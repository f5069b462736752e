//! Remote hosting boundary.
//!
//! The core never talks HTTP itself. It depends only on [`RemoteHost`]:
//! - [`RemoteHost::link`] turns a [`Credential`] into a [`RemoteLink`]
//! - [`RemoteHost::push`] uploads the workspace files with a commit message
//!
//! `git push` produces a [`PushTask`]; the host runs it against whichever
//! adapter it owns ([`GitHubRemote`] in the browser, `MockRemote` in tests)
//! and feeds the result back into the session.

mod github;
#[cfg(any(test, feature = "mock"))]
mod mock;

pub use github::GitHubRemote;
#[cfg(any(test, feature = "mock"))]
pub use mock::{MockRemote, RecordedPush};

use std::fmt;

use crate::core::error::RemoteError;

// =============================================================================
// Credential / Link
// =============================================================================

/// What the linking dialog collects from the user.
#[derive(Clone, PartialEq, Eq)]
pub struct Credential {
    pub token: String,
    pub owner: String,
    pub repository: String,
}

impl Credential {
    pub fn new(
        token: impl Into<String>,
        owner: impl Into<String>,
        repository: impl Into<String>,
    ) -> Self {
        Self {
            token: token.into().trim().to_string(),
            owner: owner.into().trim().to_string(),
            repository: repository.into().trim().to_string(),
        }
    }

    /// Every field must be non-empty before a link is attempted.
    pub fn validate(&self) -> Result<(), RemoteError> {
        if self.token.is_empty() || self.owner.is_empty() || self.repository.is_empty() {
            return Err(RemoteError::MissingField);
        }
        Ok(())
    }
}

impl fmt::Debug for Credential {
    fn fmt(&self, f: &mut fmt::Formatter<'_>) -> fmt::Result {
        f.debug_struct("Credential")
            .field("token", &"<redacted>")
            .field("owner", &self.owner)
            .field("repository", &self.repository)
            .finish()
    }
}

/// An established association with a hosted repository.
#[derive(Clone, Debug, PartialEq, Eq)]
pub struct RemoteLink {
    url: String,
    credential: Credential,
}

impl RemoteLink {
    pub fn new(credential: Credential, url: impl Into<String>) -> Self {
        Self {
            url: url.into(),
            credential,
        }
    }

    /// Browsable repository URL, as chosen by the adapter.
    pub fn repository_url(&self) -> &str {
        &self.url
    }

    pub fn owner(&self) -> &str {
        &self.credential.owner
    }

    pub fn repository(&self) -> &str {
        &self.credential.repository
    }

    pub fn credential(&self) -> &Credential {
        &self.credential
    }
}

// =============================================================================
// Adapter Trait
// =============================================================================

/// A file uploaded by push.
#[derive(Clone, Debug, PartialEq, Eq)]
pub struct RemoteFile {
    pub path: String,
    pub content: String,
}

/// Capability surface of a remote hosting service.
///
/// Retry, repository creation and content encoding are the adapter's
/// business; callers only see success or a [`RemoteError`].
#[allow(async_fn_in_trait)]
pub trait RemoteHost {
    /// Verify `credential` and return the resulting link.
    async fn link(&self, credential: Credential) -> Result<RemoteLink, RemoteError>;

    /// Upload `files` to the linked repository under `message`.
    async fn push(
        &self,
        link: &RemoteLink,
        files: &[RemoteFile],
        message: &str,
    ) -> Result<(), RemoteError>;
}

/// Validate `credential` locally, then ask `remote` to link it.
pub async fn link_remote<R: RemoteHost>(
    remote: &R,
    credential: Credential,
) -> Result<RemoteLink, RemoteError> {
    credential.validate()?;
    tracing::info!(owner = %credential.owner, repository = %credential.repository, "linking remote");
    remote.link(credential).await
}

// =============================================================================
// Push Task
// =============================================================================

/// A push request handed from the session to its host.
///
/// Carries everything the adapter needs, so the session's state can keep
/// changing while the request is in flight.
#[derive(Clone, Debug, PartialEq, Eq)]
pub struct PushTask {
    pub link: RemoteLink,
    pub files: Vec<RemoteFile>,
    pub message: String,
    pub hash: String,
    pub branch: String,
}

impl PushTask {
    /// Run the upload against `remote`.
    pub async fn run<R: RemoteHost>(&self, remote: &R) -> Result<(), RemoteError> {
        tracing::info!(
            url = %self.link.repository_url(),
            files = self.files.len(),
            hash = %self.hash,
            "pushing"
        );
        remote.push(&self.link, &self.files, &self.message).await
    }
}

#[cfg(test)]
mod tests {
    use super::*;

    #[test]
    fn test_credential_trims_fields() {
        let cred = Credential::new(" ghp_abc ", " ada ", " hdl-workspace\n");
        assert_eq!(cred.token, "ghp_abc");
        assert_eq!(cred.owner, "ada");
        assert_eq!(cred.repository, "hdl-workspace");
    }

    #[test]
    fn test_credential_requires_all_fields() {
        assert_eq!(
            Credential::new("", "ada", "repo").validate(),
            Err(RemoteError::MissingField)
        );
        assert_eq!(
            Credential::new("tok", "  ", "repo").validate(),
            Err(RemoteError::MissingField)
        );
        assert!(Credential::new("tok", "ada", "repo").validate().is_ok());
    }

    #[test]
    fn test_credential_debug_hides_token() {
        let cred = Credential::new("ghp_secret", "ada", "repo");
        let dbg = format!("{:?}", cred);
        assert!(!dbg.contains("ghp_secret"));
        assert!(dbg.contains("ada"));
    }

    #[test]
    fn test_link_accessors() {
        let link = RemoteLink::new(
            Credential::new("tok", "ada", "hdl-workspace"),
            "https://github.com/ada/hdl-workspace",
        );
        assert_eq!(link.owner(), "ada");
        assert_eq!(link.repository(), "hdl-workspace");
        assert_eq!(link.repository_url(), "https://github.com/ada/hdl-workspace");
    }

    #[tokio::test]
    async fn test_link_remote_rejects_blank_fields_before_adapter() {
        let remote = MockRemote::new();
        let result = link_remote(&remote, Credential::new("", "ada", "repo")).await;
        assert_eq!(result, Err(RemoteError::MissingField));
        assert_eq!(remote.link_attempts(), 0);
    }

    #[tokio::test]
    async fn test_push_task_forwards_to_adapter() {
        let remote = MockRemote::new();
        let link = link_remote(&remote, Credential::new(MockRemote::TOKEN, "ada", "repo"))
            .await
            .unwrap();
        let task = PushTask {
            link,
            files: vec![RemoteFile {
                path: "counter.v".into(),
                content: "module counter;".into(),
            }],
            message: "first".into(),
            hash: "abc1234".into(),
            branch: "main".into(),
        };
        task.run(&remote).await.unwrap();

        let pushes = remote.pushes();
        assert_eq!(pushes.len(), 1);
        assert_eq!(pushes[0].message, "first");
        assert_eq!(pushes[0].files, task.files);
    }
}
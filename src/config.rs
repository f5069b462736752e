//! Application configuration.
//!
//! Centralizes all configuration constants used throughout the application.
//! Text assets and the seed workspace are loaded at compile time using
//! `include_str!`.

// =============================================================================
// Text Assets (loaded at compile time)
// =============================================================================

/// Banner printed at the top of every new session.
pub const BANNER: &str = include_str!("../assets/text/banner.txt");

/// Git quick-start printed below the banner.
pub const QUICK_START: &str = include_str!("../assets/text/quickstart.txt");

/// Help text for `help` command.
pub const HELP_TEXT: &str = include_str!("../assets/text/help.txt");

/// Canned `vvp` simulation trace.
pub const VVP_TRACE: &str = include_str!("../assets/text/vvp_trace.txt");

// =============================================================================
// Session Identity
// =============================================================================

/// Host name shown in the prompt.
pub const APP_NAME: &str = "hdl-studio";

/// User name shown in the prompt and by `whoami`.
pub const USER_NAME: &str = "user";

/// Working directory as displayed in the prompt.
pub const WORKSPACE_DIR: &str = "~/hdl-workspace";

/// Absolute working directory printed by `pwd`.
pub const WORKSPACE_ABS_DIR: &str = "/home/user/hdl-workspace";

// =============================================================================
// Seed Workspace
// =============================================================================

/// Files every session starts with, in listing order.
pub const SEED_FILES: &[(&str, &str)] = &[
    ("counter.v", include_str!("../assets/workspace/counter.v")),
    ("counter_tb.v", include_str!("../assets/workspace/counter_tb.v")),
    ("README.md", include_str!("../assets/workspace/README.md")),
    ("GIT_GUIDE.md", include_str!("../assets/workspace/GIT_GUIDE.md")),
];

// =============================================================================
// Version Control
// =============================================================================

/// Branch every repository starts on.
pub const DEFAULT_BRANCH: &str = "main";

/// Number of hex characters shown for a commit hash.
pub const COMMIT_HASH_LEN: usize = 7;

/// Default `iverilog` output when `-o` is not given.
pub const DEFAULT_IVERILOG_OUTPUT: &str = "a.out";

// =============================================================================
// Remote Configuration
// =============================================================================

/// GitHub REST API root.
pub const GITHUB_API_BASE: &str = "https://api.github.com";

/// GitHub web root used to build repository URLs.
pub const GITHUB_WEB_BASE: &str = "https://github.com";

/// Repository name suggested by the linking dialog.
pub const DEFAULT_REPO_NAME: &str = "hdl-workspace";

/// Description used when push has to create the repository.
pub const NEW_REPO_DESCRIPTION: &str = "HDL Workspace - Verilog projects";

/// Delay after creating a repository before writing to it (milliseconds).
pub const REPO_CREATE_DELAY_MS: u32 = 2000;

// =============================================================================
// Terminal Configuration
// =============================================================================

/// Maximum number of terminal output lines to keep in history.
pub const MAX_TERMINAL_HISTORY: usize = 1000;

/// Maximum number of command history entries to keep.
pub const MAX_COMMAND_HISTORY: usize = 100;
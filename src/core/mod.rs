//! Core logic of the terminal, independent of the browser.
//!
//! This module provides:
//! - [`Session`], which owns all state and routes keystrokes
//! - [`commands`] parsing and execution on top of the [`parser`]
//! - [`VirtualFs`], the in-memory workspace
//! - [`git`], the repository model, and [`remote`], the hosting boundary
//! - [`editor`], the modal editor

pub mod commands;
pub mod editor;
pub mod error;
mod filesystem;
pub mod git;
pub mod parser;
pub mod remote;
pub mod session;
mod shell;

pub use editor::Key;
pub use filesystem::VirtualFs;
pub use session::{Effect, Session, SessionConfig, SubmitOutcome};
pub use shell::Shell;
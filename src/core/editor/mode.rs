/// Editor mode
#[derive(Debug, Clone, Copy, PartialEq, Eq, Hash, Default)]
pub enum EditorMode {
    /// Navigation and single-key commands
    #[default]
    Normal,
    /// Text entry
    Insert,
    /// Ex command line (`:w`, `:q`, ...)
    Command,
}

impl EditorMode {
    pub fn as_str(&self) -> &'static str {
        match self {
            EditorMode::Normal => "NORMAL",
            EditorMode::Insert => "INSERT",
            EditorMode::Command => "COMMAND",
        }
    }
}

#[cfg(test)]
mod tests {
    use super::*;

    #[test]
    fn test_default_is_normal() {
        assert_eq!(EditorMode::default(), EditorMode::Normal);
        assert_eq!(EditorMode::Insert.as_str(), "INSERT");
    }
}
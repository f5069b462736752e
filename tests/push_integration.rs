//! End-to-end push flow against the in-memory remote.

use hdl_studio::core::error::RemoteError;
use hdl_studio::core::remote::{Credential, MockRemote, link_remote};
use hdl_studio::core::{Effect, Key, Session, SessionConfig};
use hdl_studio::models::Focus;

fn session() -> Session {
    Session::new(SessionConfig {
        banner: false,
        ..SessionConfig::default()
    })
}

fn run(session: &mut Session, line: &str) -> Option<Effect> {
    session.submit(line).effect
}

fn scrollback(session: &Session) -> Vec<String> {
    session.shell().lines().map(|l| l.content()).collect()
}

fn committed_session() -> Session {
    let mut s = session();
    for line in ["git init", "git add .", "git commit -m \"Initial commit\""] {
        assert!(run(&mut s, line).is_none(), "{line} produced an effect");
    }
    s
}

/// Push without a remote, then link through the dialog.
async fn linked_session(remote: &MockRemote) -> Session {
    let mut s = committed_session();
    assert_eq!(run(&mut s, "git push"), Some(Effect::OpenLinkDialog));
    assert_eq!(s.focus(), Focus::LinkDialog);

    let credential = Credential::new(MockRemote::TOKEN, "ada", "hdl-workspace");
    let result = link_remote(remote, credential).await;
    s.complete_link(result).unwrap();
    assert_eq!(s.focus(), Focus::Shell);
    s
}

#[tokio::test]
async fn test_push_uploads_workspace() {
    let remote = MockRemote::new();
    let mut s = linked_session(&remote).await;

    let Some(Effect::Push(task)) = run(&mut s, "git push") else {
        panic!("expected a push effect");
    };
    assert!(s.push_in_flight());
    let result = task.run(&remote).await;
    s.complete_push(result);
    assert!(!s.push_in_flight());

    let pushes = remote.pushes();
    assert_eq!(pushes.len(), 1);
    assert_eq!(pushes[0].message, "Initial commit");
    assert_eq!(pushes[0].url, MockRemote::url_for("ada", "hdl-workspace"));
    let paths: Vec<_> = pushes[0].files.iter().map(|f| f.path.as_str()).collect();
    assert_eq!(
        paths,
        vec!["counter.v", "counter_tb.v", "README.md", "GIT_GUIDE.md"]
    );

    let lines = scrollback(&s);
    assert!(lines.contains(&"✓ Connected to GitHub as ada".to_string()));
    assert!(lines.contains(&format!(
        "✓ Successfully pushed to {}",
        MockRemote::url_for("ada", "hdl-workspace")
    )));
}

#[tokio::test]
async fn test_edited_file_is_pushed() {
    let remote = MockRemote::new();
    let mut s = linked_session(&remote).await;

    run(&mut s, "vim notes.txt");
    assert_eq!(s.focus(), Focus::Editor);
    for key in [Key::Char('i'), Key::Char('h'), Key::Char('i'), Key::Escape] {
        s.handle_key(key);
    }
    for c in ":wq".chars() {
        s.handle_key(Key::Char(c));
    }
    s.handle_key(Key::Enter);
    assert_eq!(s.focus(), Focus::Shell);
    assert_eq!(s.fs().read("notes.txt"), Some("hi"));

    run(&mut s, "git add notes.txt");
    run(&mut s, "git commit -m \"Add notes\"");
    let Some(Effect::Push(task)) = run(&mut s, "git push") else {
        panic!("expected a push effect");
    };
    s.complete_push(task.run(&remote).await);

    let pushed = &remote.pushes()[0];
    assert_eq!(pushed.message, "Add notes");
    assert!(
        pushed
            .files
            .iter()
            .any(|f| f.path == "notes.txt" && f.content == "hi")
    );
}

#[tokio::test]
async fn test_failed_push_reports_error() {
    let remote = MockRemote::failing(RemoteError::Transport("offline".to_string()));
    let mut s = linked_session(&remote).await;

    let Some(Effect::Push(task)) = run(&mut s, "git push") else {
        panic!("expected a push effect");
    };
    s.complete_push(task.run(&remote).await);

    assert!(remote.pushes().is_empty());
    assert!(!s.push_in_flight());
    let last_error = s
        .shell()
        .lines()
        .filter(|l| l.is_error())
        .last()
        .map(|l| l.content());
    assert_eq!(
        last_error.as_deref(),
        Some("error: failed to push to GitHub: Network error: offline")
    );
}

#[tokio::test]
async fn test_bad_token_keeps_dialog_open() {
    let remote = MockRemote::new();
    let mut s = committed_session();
    run(&mut s, "git push");

    let result = link_remote(&remote, Credential::new("ghp_wrong", "ada", "hdl-workspace")).await;
    assert_eq!(s.complete_link(result), Err(RemoteError::Unauthorized));
    assert_eq!(s.focus(), Focus::LinkDialog);
    assert!(s.repo().remote().is_none());

    s.cancel_link();
    assert_eq!(s.focus(), Focus::Shell);
    assert!(scrollback(&s).contains(&"GitHub authentication cancelled".to_string()));
    // Pushing again reopens the dialog
    assert_eq!(run(&mut s, "git push"), Some(Effect::OpenLinkDialog));
}

#[tokio::test]
async fn test_missing_fields_never_reach_remote() {
    let remote = MockRemote::new();
    let result = link_remote(&remote, Credential::new(MockRemote::TOKEN, "  ", "repo")).await;
    assert!(matches!(result, Err(RemoteError::MissingField)));
    assert_eq!(remote.link_attempts(), 0);
}

#[tokio::test]
async fn test_second_push_refused_while_in_flight() {
    let remote = MockRemote::new();
    let mut s = linked_session(&remote).await;

    let Some(Effect::Push(task)) = run(&mut s, "git push") else {
        panic!("expected a push effect");
    };
    assert_eq!(run(&mut s, "git push"), None);
    assert!(scrollback(&s).contains(&"error: a push is already in progress".to_string()));

    s.complete_push(task.run(&remote).await);
    assert_eq!(remote.pushes().len(), 1);
}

:::

■ BRIEF ■
Find every line in the records above that contains the word "tracing", and copy each one.

■ OUTPUT FOR THIS EXERCISE ■
    tracing::info!(owner = %credential.owner, repository = %credential.repository, "linking remote");
        tracing::info!(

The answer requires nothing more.